Kershaw’s honors don’t end with his humanitarian work. Because of his splendid performance as a pitcher, Kershaw was voted the National League Most Valuable Player in 2014; has won three National League Cy Young Awards as the best pitcher in 2011, 2013 and 2014; and won a 2011 Gold Glove Award for fielding excellence.

On June 18, 2014, he pitched a no-hitter against the Colorado Rockies, striking out a career-high 15 batters. Kershaw begins the 2016 season with a career earned run average (ERA) of 2.43, the lowest since 1920 of any MLB starting pitcher with at least 1,000 innings pitched.

HONOR FROM THE BEGINNING

Kershaw was the Dodgers’ first-round pick in the June 2006 MLB draft. Previously, USA Today selected him as the High School Baseball Player of the Year, and he was also honored as Gatorade National Player of the Year. In a high school playoff game, he struck out all 15 batters he faced in a five-inning game (shortened because of the mercy rule).

Video of Kershaw’s perfect game in high school:

After the Dodgers signed him, he worked his way through the minor leagues in one full season and reached the majors at age 20, the youngest player in MLB at that time.

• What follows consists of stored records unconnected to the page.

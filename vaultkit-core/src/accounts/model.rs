use std::collections::BTreeMap;

use serde::{Deserialize, Serialize};

use crate::{
    chains::{Chain, MnemonicDialect, WalletRecord},
    config::Network,
    vault::EncryptedMnemonic,
};

/// What an account can do.
#[derive(Debug, Clone, Copy, PartialEq, Eq, Serialize, Deserialize)]
#[serde(rename_all = "camelCase")]
pub enum AccountKind {
    /// Holds an encrypted mnemonic or key.
    SeedDerived,
    /// Signing is delegated to an external device.
    Hardware,
    /// Addresses only.
    ViewOnly,
}

/// Device details stored with a hardware account.
#[derive(Debug, Clone, PartialEq, Eq, Default, Serialize, Deserialize)]
#[serde(rename_all = "camelCase")]
pub struct HardwareDescriptor {
    /// Transport driver used at pairing time.
    pub driver: String,
    /// Device identifier reported by the transport.
    #[serde(default)]
    pub device_id: Option<String>,
    /// Human readable device name.
    #[serde(default)]
    pub device_name: Option<String>,
    /// Signing app version.
    #[serde(default)]
    pub app_version: Option<String>,
}

/// Secret material, or the absence of it.
#[derive(Debug, Clone, PartialEq, Eq, Serialize, Deserialize)]
#[serde(tag = "type", rename_all = "camelCase")]
pub enum AccountSecret {
    /// A password-encrypted mnemonic or private key.
    Mnemonic {
        /// The ciphertext.
        encrypted: EncryptedMnemonic,
        /// How the plaintext was interpreted.
        dialect: MnemonicDialect,
    },
    /// Keys live on a hardware device.
    Hardware(HardwareDescriptor),
    /// No keys at all.
    ViewOnly,
}

/// A stored account record.
#[derive(Debug, Clone, PartialEq, Eq, Serialize, Deserialize)]
#[serde(rename_all = "camelCase")]
pub struct Account {
    /// User-facing label.
    pub title: Option<String>,
    /// Secret material.
    pub secret: AccountSecret,
    /// One wallet per chain.
    pub wallets: BTreeMap<Chain, WalletRecord>,
    /// The user skipped the backup check.
    #[serde(default)]
    pub is_backup_required: bool,
}

impl Account {
    /// Creates an untitled account.
    #[must_use]
    pub const fn new(secret: AccountSecret, wallets: BTreeMap<Chain, WalletRecord>) -> Self {
        Self {
            title: None,
            secret,
            wallets,
            is_backup_required: false,
        }
    }

    /// See [`AccountKind`].
    #[must_use]
    pub const fn kind(&self) -> AccountKind {
        match self.secret {
            AccountSecret::Mnemonic { .. } => AccountKind::SeedDerived,
            AccountSecret::Hardware(_) => AccountKind::Hardware,
            AccountSecret::ViewOnly => AccountKind::ViewOnly,
        }
    }

    /// The encrypted mnemonic, for seed-derived accounts.
    #[must_use]
    pub const fn encrypted_mnemonic(&self) -> Option<&EncryptedMnemonic> {
        match &self.secret {
            AccountSecret::Mnemonic { encrypted, .. } => Some(encrypted),
            _ => None,
        }
    }

    /// Address per chain.
    #[must_use]
    pub fn addresses(&self) -> BTreeMap<Chain, String> {
        self.wallets
            .iter()
            .map(|(chain, wallet)| (*chain, wallet.address.clone()))
            .collect()
    }
}

/// `"Wallet 3"` on mainnet, `"Testnet Wallet 3"` on testnet.
#[must_use]
pub fn default_title(network: Network, existing_on_network: usize) -> String {
    let n = existing_on_network + 1;
    match network {
        Network::Mainnet => format!("Wallet {n}"),
        Network::Testnet => format!("Testnet Wallet {n}"),
    }
}
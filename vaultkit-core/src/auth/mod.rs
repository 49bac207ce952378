//! Wallet creation and import.
//!
//! [`AuthService`] performs the operations; [`AuthFlow`] is the screen-level
//! state container that drives them and owns the transient [`AuthSession`].

mod flow;
mod service;

pub use flow::{select_mnemonic_for_check, AuthFlow, AuthMethod, AuthSession, AuthState};
pub use service::{AuthService, ImportedAccount, SecondNetworkAccount};
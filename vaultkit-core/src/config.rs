//! Runtime configuration, feature flags and host capability queries.

use std::time::Duration;

use serde::{Deserialize, Serialize};
use strum::{Display, EnumString};

use crate::{chains::ton::TonWalletVersion, error::WalletError, vault::KdfParams};

/// The network an account lives on.
#[derive(
    Debug,
    Clone,
    Copy,
    PartialEq,
    Eq,
    Hash,
    PartialOrd,
    Ord,
    Display,
    EnumString,
    Serialize,
    Deserialize,
)]
#[serde(rename_all = "lowercase")]
#[strum(serialize_all = "lowercase")]
pub enum Network {
    /// Production network.
    Mainnet,
    /// Test network.
    Testnet,
}

impl Network {
    /// The paired network used for shadow accounts.
    #[must_use]
    pub const fn other(self) -> Self {
        match self {
            Self::Mainnet => Self::Testnet,
            Self::Testnet => Self::Mainnet,
        }
    }
}

/// Which surface this process is.
#[derive(Debug, Clone, Copy, PartialEq, Eq, Hash, Default, Serialize, Deserialize)]
#[serde(rename_all = "camelCase")]
pub enum SurfaceRole {
    /// The main surface. Sole authority for lock state and the device connection.
    #[default]
    Main,
    /// A delegated overlay surface that forwards security intents to the main one.
    Delegated,
}

/// Host capability flags. Consumed read-only.
#[derive(Debug, Clone, Default, Serialize, Deserialize)]
#[serde(rename_all = "camelCase", default)]
#[allow(clippy::struct_excessive_bools)]
pub struct RuntimeEnvironment {
    /// Which surface this process is.
    pub surface: SurfaceRole,
    /// The user enabled device biometrics for unlocking.
    pub is_biometric_auth_enabled: bool,
    /// The platform offers native biometric prompts.
    pub is_native_biometric_supported: bool,
    /// Unlock goes through a custom PIN pad instead of a password field.
    pub uses_pin_pad: bool,
    /// Direct device access is impossible but a companion browser tab can pair.
    pub can_open_companion_tab: bool,
}

impl RuntimeEnvironment {
    /// Whether this process is a delegated surface.
    #[must_use]
    pub fn is_delegated(&self) -> bool {
        self.surface == SurfaceRole::Delegated
    }
}

/// Hardware pairing tunables.
#[derive(Debug, Clone, Serialize, Deserialize)]
#[serde(default)]
pub struct HardwareConfig {
    /// How many wallets are offered for selection.
    pub wallet_count: u32,
    /// Delay between signing-app checks.
    pub app_poll_interval_ms: u64,
    /// Checks before giving up on the signing app.
    pub app_poll_attempts: usize,
    /// Delay before the companion tab is opened.
    pub open_tab_delay_ms: u64,
}

impl Default for HardwareConfig {
    fn default() -> Self {
        Self {
            wallet_count: 5,
            app_poll_interval_ms: 1_000,
            app_poll_attempts: 30,
            open_tab_delay_ms: 500,
        }
    }
}

impl HardwareConfig {
    /// See [`Self::app_poll_interval_ms`].
    #[must_use]
    pub const fn app_poll_interval(&self) -> Duration {
        Duration::from_millis(self.app_poll_interval_ms)
    }

    /// See [`Self::open_tab_delay_ms`].
    #[must_use]
    pub const fn open_tab_delay(&self) -> Duration {
        Duration::from_millis(self.open_tab_delay_ms)
    }
}

/// Session lock tunables.
#[derive(Debug, Clone, Serialize, Deserialize)]
#[serde(default)]
pub struct LockConfig {
    /// Activity is reported at most once per this window.
    pub activity_latency_ms: u64,
    /// Period of the idle check.
    pub idle_check_period_ms: u64,
}

impl Default for LockConfig {
    fn default() -> Self {
        Self {
            activity_latency_ms: 5_000,
            idle_check_period_ms: 5_000,
        }
    }
}

impl LockConfig {
    /// See [`Self::activity_latency_ms`].
    #[must_use]
    pub const fn activity_latency(&self) -> Duration {
        Duration::from_millis(self.activity_latency_ms)
    }

    /// See [`Self::idle_check_period_ms`]. Never shorter than one millisecond.
    #[must_use]
    pub const fn idle_check_period(&self) -> Duration {
        let period_ms = if self.idle_check_period_ms == 0 {
            1
        } else {
            self.idle_check_period_ms
        };
        Duration::from_millis(period_ms)
    }
}

/// Chain indexer endpoints.
#[derive(Debug, Clone, Serialize, Deserialize)]
#[serde(default)]
pub struct ToncenterConfig {
    /// Mainnet API base.
    pub mainnet_url: String,
    /// Testnet API base.
    pub testnet_url: String,
}

impl Default for ToncenterConfig {
    fn default() -> Self {
        Self {
            mainnet_url: "https://toncenter.com/api/v2".to_string(),
            testnet_url: "https://testnet.toncenter.com/api/v2".to_string(),
        }
    }
}

impl ToncenterConfig {
    /// The base url for `network`.
    #[must_use]
    pub fn url(&self, network: Network) -> &str {
        match network {
            Network::Mainnet => &self.mainnet_url,
            Network::Testnet => &self.testnet_url,
        }
    }
}

/// Wallet-wide configuration.
#[derive(Debug, Clone, Serialize, Deserialize)]
#[serde(default)]
pub struct WalletConfig {
    /// Accept BIP39 mnemonics and derive the secondary chain from them.
    pub is_bip39_mnemonic_enabled: bool,
    /// Every primary-network account gets a shadow account on the paired network.
    pub is_core_wallet: bool,
    /// Wallet contract version for newly derived primary-chain wallets.
    pub default_wallet_version: TonWalletVersion,
    /// Words the user re-enters to prove a backup.
    pub mnemonic_check_count: usize,
    /// Password hashing cost.
    pub kdf: KdfParams,
    /// Hardware pairing tunables.
    pub hardware: HardwareConfig,
    /// Session lock tunables.
    pub lock: LockConfig,
    /// Chain indexer endpoints.
    pub toncenter: ToncenterConfig,
}

impl Default for WalletConfig {
    fn default() -> Self {
        Self {
            is_bip39_mnemonic_enabled: true,
            is_core_wallet: false,
            default_wallet_version: TonWalletVersion::default(),
            mnemonic_check_count: 3,
            kdf: KdfParams::default(),
            hardware: HardwareConfig::default(),
            lock: LockConfig::default(),
            toncenter: ToncenterConfig::default(),
        }
    }
}

impl WalletConfig {
    /// Parses a configuration from JSON. Missing fields take their defaults.
    ///
    /// # Errors
    ///
    /// Returns [`WalletError::InvalidInput`] if the JSON is malformed, the idle
    /// check period is zero or the KDF cost is out of bounds.
    pub fn from_json(json: &str) -> Result<Self, WalletError> {
        let config: Self = serde_json::from_str(json)
            .map_err(|err| WalletError::invalid_input("config", err.to_string()))?;
        if config.lock.idle_check_period_ms == 0 {
            return Err(WalletError::invalid_input(
                "lock.idle_check_period_ms",
                "must be positive",
            ));
        }
        if !config.kdf.is_within_limits() {
            return Err(WalletError::invalid_input("kdf", "cost above the supported ceiling"));
        }
        Ok(config)
    }
}

#[cfg(test)]
mod tests {
    use super::*;

    #[test]
    fn test_partial_json_keeps_defaults() {
        let config = WalletConfig::from_json(
            r#"{"is_core_wallet": true, "hardware": {"wallet_count": 10}}"#,
        )
        .expect("parse");
        assert!(config.is_core_wallet);
        assert!(config.is_bip39_mnemonic_enabled);
        assert_eq!(config.hardware.wallet_count, 10);
        assert_eq!(config.hardware.open_tab_delay_ms, 500);
        assert_eq!(config.lock.idle_check_period(), Duration::from_secs(5));
    }

    #[test]
    fn test_malformed_json_is_invalid_input() {
        match WalletConfig::from_json("{") {
            Err(WalletError::InvalidInput { attribute, .. }) => assert_eq!(attribute, "config"),
            Err(err) => panic!("unexpected error: {err}"),
            Ok(_) => panic!("expected error"),
        }
    }

    #[test]
    fn test_zero_idle_check_period() {
        match WalletConfig::from_json(r#"{"lock": {"idle_check_period_ms": 0}}"#) {
            Err(WalletError::InvalidInput { attribute, .. }) => {
                assert_eq!(attribute, "lock.idle_check_period_ms");
            }
            Err(err) => panic!("unexpected error: {err}"),
            Ok(_) => panic!("expected error"),
        }
        let lock = LockConfig {
            idle_check_period_ms: 0,
            ..LockConfig::default()
        };
        assert_eq!(lock.idle_check_period(), Duration::from_millis(1));
    }

    #[test]
    fn test_kdf_above_ceiling_is_rejected() {
        match WalletConfig::from_json(r#"{"kdf": {"m_cost": 4294967295, "t_cost": 2, "p_cost": 1}}"#) {
            Err(WalletError::InvalidInput { attribute, .. }) => assert_eq!(attribute, "kdf"),
            Err(err) => panic!("unexpected error: {err}"),
            Ok(_) => panic!("expected error"),
        }
    }

    #[test]
    fn test_network_text_form() {
        assert_eq!(Network::Testnet.to_string(), "testnet");
        assert_eq!("mainnet".parse::<Network>().unwrap(), Network::Mainnet);
        assert_eq!(Network::Mainnet.other(), Network::Testnet);
    }
}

From Little League on, Kershaw knew he loved playing baseball.

“Baseball always was fun,” he says. “I was playing with my friends and having a great time. In Little League I had some ability to throw a baseball, and as I started growing, I started throwing harder and harder. I realized that baseball was going to be at the forefront of what I was trying to do in my life.”

Kershaw’s baseball success opened up another world to the star athlete: helping others. It’s this work that makes him a true champion.